Piet Mondrian was a Dutch painter who started his career firmly in the Impressionist movement and was strongly influenced by Pointilism and Fauvism, painting mostly pastoral scenes. However, in 1911, he moved to Paris and began experimenting with Cubism. Later on, Mondrian moved on to adopt Cubism fully.
The work is entirely composed of shades of gray, and is a melded style drawing from Impressionism and Cubism. Mondrian makes use of many short brush strokes to piece together the painting. The painting appeared to me to be built just as much by the negative space accenting the branches as the wood of the tree itself.
I wanted to recreate the work in the same way it first occurred to me by placing equal emphasis on the foreground and background, allowing the background to create the illusion of more tree branches and accentuate the tree proper.
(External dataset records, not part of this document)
//! Certificate type definitions

use crate::{
    address::{Credential, StakeAddress},
    asset::Lovelace,
    cbor::rational_cbor_codec,
    drep::{Anchor, DRepChoice, DRepCredential},
    governance::CommitteeCredential,
    hash::{Hash, KeyHash, PoolId},
    rational_number::RationalNumber,
    types::Epoch,
};
use std::collections::BTreeSet;

pub type VrfKeyHash = Hash<32>;

// === Pool certificate types ===

/// Pool registration data
#[derive(Debug, Clone, serde::Serialize, serde::Deserialize, minicbor::Encode, PartialEq, Eq)]
pub struct PoolRegistration {
    /// Operator pool key hash - used as ID
    #[n(0)]
    pub operator: PoolId,

    /// VRF key hash
    #[n(1)]
    pub vrf_key_hash: VrfKeyHash,

    /// Pledged Ada
    #[n(2)]
    pub pledge: Lovelace,

    /// Fixed cost
    #[n(3)]
    pub cost: Lovelace,

    /// Marginal cost (fraction)
    #[cbor(n(4), encode_with = "rational_cbor_codec::encode")]
    pub margin: RationalNumber,

    /// Reward account
    #[n(5)]
    pub reward_account: StakeAddress,

    /// Pool owners by their key hash
    #[n(6)]
    pub pool_owners: BTreeSet<KeyHash>,

    // Metadata
    #[n(7)]
    pub pool_metadata: Option<Anchor>,
}

/// Pool retirement data
#[derive(Debug, Clone, serde::Serialize, serde::Deserialize, minicbor::Encode, Eq, PartialEq)]
pub struct PoolRetirement {
    /// Operator pool key hash - used as ID
    #[n(0)]
    pub operator: PoolId,

    /// Announced retirement epoch; retirement takes effect on acceptance
    #[n(1)]
    pub epoch: Epoch,
}

// === Stake delegation types ===

/// Stake delegation data
#[derive(Debug, Clone, serde::Serialize, serde::Deserialize, minicbor::Encode, Eq, PartialEq)]
pub struct StakeDelegation {
    /// Stake address
    #[n(0)]
    pub stake_address: StakeAddress,

    /// Pool ID to delegate to
    #[n(1)]
    pub operator: PoolId,
}

/// Stake registration with an explicit deposit
#[derive(Debug, Clone, serde::Serialize, serde::Deserialize, minicbor::Encode, Eq, PartialEq)]
pub struct Registration {
    #[n(0)]
    pub stake_address: StakeAddress,
    #[n(1)]
    pub deposit: Lovelace,
}

/// Stake deregistration with an explicit refund
#[derive(Debug, Clone, serde::Serialize, serde::Deserialize, minicbor::Encode, Eq, PartialEq)]
pub struct Deregistration {
    #[n(0)]
    pub stake_address: StakeAddress,
    #[n(1)]
    pub refund: Lovelace,
}

/// Vote delegation
#[derive(Debug, Clone, serde::Serialize, serde::Deserialize, minicbor::Encode, Eq, PartialEq)]
pub struct VoteDelegation {
    #[n(0)]
    pub stake_address: StakeAddress,
    #[n(1)]
    pub drep: DRepChoice,
}

/// Stake and vote delegation
#[derive(Debug, Clone, serde::Serialize, serde::Deserialize, minicbor::Encode, Eq, PartialEq)]
pub struct StakeAndVoteDelegation {
    #[n(0)]
    pub stake_address: StakeAddress,
    #[n(1)]
    pub operator: PoolId,
    #[n(2)]
    pub drep: DRepChoice,
}

/// Stake registration and SPO delegation
#[derive(Debug, Clone, serde::Serialize, serde::Deserialize, minicbor::Encode, Eq, PartialEq)]
pub struct StakeRegistrationAndDelegation {
    #[n(0)]
    pub stake_address: StakeAddress,
    #[n(1)]
    pub operator: PoolId,
    #[n(2)]
    pub deposit: Lovelace,
}

/// Stake registration and vote delegation
#[derive(Debug, Clone, serde::Serialize, serde::Deserialize, minicbor::Encode, Eq, PartialEq)]
pub struct StakeRegistrationAndVoteDelegation {
    #[n(0)]
    pub stake_address: StakeAddress,
    #[n(1)]
    pub drep: DRepChoice,
    #[n(2)]
    pub deposit: Lovelace,
}

/// Stake registration with both SPO and vote delegation
#[derive(Debug, Clone, serde::Serialize, serde::Deserialize, minicbor::Encode, Eq, PartialEq)]
pub struct StakeRegistrationAndStakeAndVoteDelegation {
    #[n(0)]
    pub stake_address: StakeAddress,
    #[n(1)]
    pub operator: PoolId,
    #[n(2)]
    pub drep: DRepChoice,
    #[n(3)]
    pub deposit: Lovelace,
}

// === Committee certificate types ===

/// Authorise a committee hot credential
#[derive(Debug, Clone, serde::Serialize, serde::Deserialize, minicbor::Encode, Eq, PartialEq)]
pub struct AuthCommitteeHot {
    #[n(0)]
    pub cold_credential: CommitteeCredential,
    #[n(1)]
    pub hot_credential: CommitteeCredential,
}

/// Resign a committee cold credential
#[derive(Debug, Clone, serde::Serialize, serde::Deserialize, minicbor::Encode, Eq, PartialEq)]
pub struct ResignCommitteeCold {
    #[n(0)]
    pub cold_credential: CommitteeCredential,
    #[n(1)]
    pub anchor: Option<Anchor>,
}

// === DRep certificate types ===

/// DRep Registration = reg_drep_cert
#[derive(Debug, Clone, serde::Serialize, serde::Deserialize, minicbor::Encode, Eq, PartialEq)]
pub struct DRepRegistration {
    /// DRep credential
    #[n(0)]
    pub credential: DRepCredential,

    /// Deposit paid
    #[n(1)]
    pub deposit: Lovelace,

    /// Optional anchor
    #[n(2)]
    pub anchor: Option<Anchor>,
}

/// DRep Deregistration = unreg_drep_cert
#[derive(Debug, Clone, serde::Serialize, serde::Deserialize, minicbor::Encode, Eq, PartialEq)]
pub struct DRepDeregistration {
    /// DRep credential
    #[n(0)]
    pub credential: DRepCredential,

    /// Deposit to refund
    #[n(1)]
    pub refund: Lovelace,
}

/// DRep Update = update_drep_cert
#[derive(Debug, Clone, serde::Serialize, serde::Deserialize, minicbor::Encode, Eq, PartialEq)]
pub struct DRepUpdate {
    /// DRep credential
    #[n(0)]
    pub credential: DRepCredential,

    /// Optional anchor
    #[n(1)]
    pub anchor: Option<Anchor>,
}

// === TxCertificate enum ===

/// Certificate in a transaction. Variant numbers follow the ledger's certificate tags.
#[derive(Debug, Clone, serde::Serialize, serde::Deserialize, minicbor::Encode, Eq, PartialEq)]
pub enum TxCertificate {
    /// Stake registration, deposit implied by the key deposit parameter
    #[n(0)]
    StakeRegistration(#[n(0)] StakeAddress),

    /// Stake de-registration, refund implied by the recorded deposit
    #[n(1)]
    StakeDeregistration(#[n(0)] StakeAddress),

    /// Stake Delegation to a pool
    #[n(2)]
    StakeDelegation(#[n(0)] StakeDelegation),

    /// Pool registration
    #[n(3)]
    PoolRegistration(#[n(0)] PoolRegistration),

    /// Pool retirement
    #[n(4)]
    PoolRetirement(#[n(0)] PoolRetirement),

    /// New stake registration
    #[n(7)]
    Registration(#[n(0)] Registration),

    /// Stake deregistration
    #[n(8)]
    Deregistration(#[n(0)] Deregistration),

    /// Vote delegation
    #[n(9)]
    VoteDelegation(#[n(0)] VoteDelegation),

    /// Combined stake and vote delegation
    #[n(10)]
    StakeAndVoteDelegation(#[n(0)] StakeAndVoteDelegation),

    /// Stake registration and SPO delegation
    #[n(11)]
    StakeRegistrationAndDelegation(#[n(0)] StakeRegistrationAndDelegation),

    /// Stake registration and vote delegation
    #[n(12)]
    StakeRegistrationAndVoteDelegation(#[n(0)] StakeRegistrationAndVoteDelegation),

    /// Stake registration and combined SPO and vote delegation
    #[n(13)]
    StakeRegistrationAndStakeAndVoteDelegation(#[n(0)] StakeRegistrationAndStakeAndVoteDelegation),

    /// Authorise a committee hot credential
    #[n(14)]
    AuthCommitteeHot(#[n(0)] AuthCommitteeHot),

    /// Resign a committee cold credential
    #[n(15)]
    ResignCommitteeCold(#[n(0)] ResignCommitteeCold),

    /// DRep registration
    #[n(16)]
    DRepRegistration(#[n(0)] DRepRegistration),

    /// DRep deregistration
    #[n(17)]
    DRepDeregistration(#[n(0)] DRepDeregistration),

    /// DRep update
    #[n(18)]
    DRepUpdate(#[n(0)] DRepUpdate),
}

impl TxCertificate {
    /// Credentials that must witness this certificate.
    /// Legacy stake registration is the only certificate that needs none.
    pub fn required_witnesses(&self) -> Vec<Credential> {
        match self {
            Self::StakeRegistration(_) => Vec::new(),
            Self::StakeDeregistration(addr) => vec![addr.credential],
            Self::StakeDelegation(d) => vec![d.stake_address.credential],
            Self::PoolRegistration(reg) => {
                let mut creds = vec![Credential::AddrKeyHash(reg.operator)];
                creds.extend(
                    reg.pool_owners
                        .iter()
                        .filter(|owner| **owner != reg.operator)
                        .map(|owner| Credential::AddrKeyHash(*owner)),
                );
                creds
            }
            Self::PoolRetirement(ret) => vec![Credential::AddrKeyHash(ret.operator)],
            Self::Registration(r) => vec![r.stake_address.credential],
            Self::Deregistration(d) => vec![d.stake_address.credential],
            Self::VoteDelegation(d) => vec![d.stake_address.credential],
            Self::StakeAndVoteDelegation(d) => vec![d.stake_address.credential],
            Self::StakeRegistrationAndDelegation(d) => vec![d.stake_address.credential],
            Self::StakeRegistrationAndVoteDelegation(d) => vec![d.stake_address.credential],
            Self::StakeRegistrationAndStakeAndVoteDelegation(d) => {
                vec![d.stake_address.credential]
            }
            Self::AuthCommitteeHot(a) => vec![a.cold_credential],
            Self::ResignCommitteeCold(r) => vec![r.cold_credential],
            Self::DRepRegistration(r) => vec![r.credential],
            Self::DRepDeregistration(d) => vec![d.credential],
            Self::DRepUpdate(u) => vec![u.credential],
        }
    }

    pub fn get_cert_name(&self) -> &'static str {
        match self {
            Self::StakeRegistration(_) => "StakeRegistration",
            Self::StakeDeregistration(_) => "StakeDeregistration",
            Self::StakeDelegation(_) => "StakeDelegation",
            Self::PoolRegistration(_) => "PoolRegistration",
            Self::PoolRetirement(_) => "PoolRetirement",
            Self::Registration(_) => "Registration",
            Self::Deregistration(_) => "Deregistration",
            Self::VoteDelegation(_) => "VoteDelegation",
            Self::StakeAndVoteDelegation(_) => "StakeAndVoteDelegation",
            Self::StakeRegistrationAndDelegation(_) => "StakeRegistrationAndDelegation",
            Self::StakeRegistrationAndVoteDelegation(_) => "StakeRegistrationAndVoteDelegation",
            Self::StakeRegistrationAndStakeAndVoteDelegation(_) => {
                "StakeRegistrationAndStakeAndVoteDelegation"
            }
            Self::AuthCommitteeHot(_) => "AuthCommitteeHot",
            Self::ResignCommitteeCold(_) => "ResignCommitteeCold",
            Self::DRepRegistration(_) => "DRepRegistration",
            Self::DRepDeregistration(_) => "DRepDeregistration",
            Self::DRepUpdate(_) => "DRepUpdate",
        }
    }
}

#[cfg(test)]
mod tests {
    use super::*;
    use crate::address::NetworkId;

    fn stake(b: u8) -> StakeAddress {
        StakeAddress::new(Credential::AddrKeyHash(Hash::new([b; 28])), NetworkId::Testnet)
    }

    #[test]
    fn legacy_registration_needs_no_witness() {
        assert!(TxCertificate::StakeRegistration(stake(1)).required_witnesses().is_empty());
        let conway = TxCertificate::Registration(Registration {
            stake_address: stake(1),
            deposit: 2_000_000,
        });
        assert_eq!(conway.required_witnesses(), vec![stake(1).credential]);
    }

    #[test]
    fn pool_registration_needs_operator_and_owners() {
        let operator = Hash::new([1; 28]);
        let owner = Hash::new([2; 28]);
        let cert = TxCertificate::PoolRegistration(PoolRegistration {
            operator,
            vrf_key_hash: Hash::new([0; 32]),
            pledge: 0,
            cost: 340_000_000,
            margin: RationalNumber::new(1, 100),
            reward_account: stake(3),
            pool_owners: [operator, owner].into_iter().collect(),
            pool_metadata: None,
        });
        assert_eq!(
            cert.required_witnesses(),
            vec![Credential::AddrKeyHash(operator), Credential::AddrKeyHash(owner)]
        );
    }
}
The entire product was created in a vector graphics software (Inkscape), where I used rectangles and parallelograms of the same color of gray but two different opacities to create the tree base and the ground and sky. I layered the background pieces over each other in a way reminiscent of the original to create the illusion of branches and the rest of the tree that is not done explicitly in the foreground.
I think that I captured the basic intent that Mondrian had - Gray Tree was his transitional piece to Cubism, and is a stepping stone between Red Tree and Flowering Apple Tree. I decided to take another step and move the piece further from Impressionism and create a more abstracted interpretation of the work.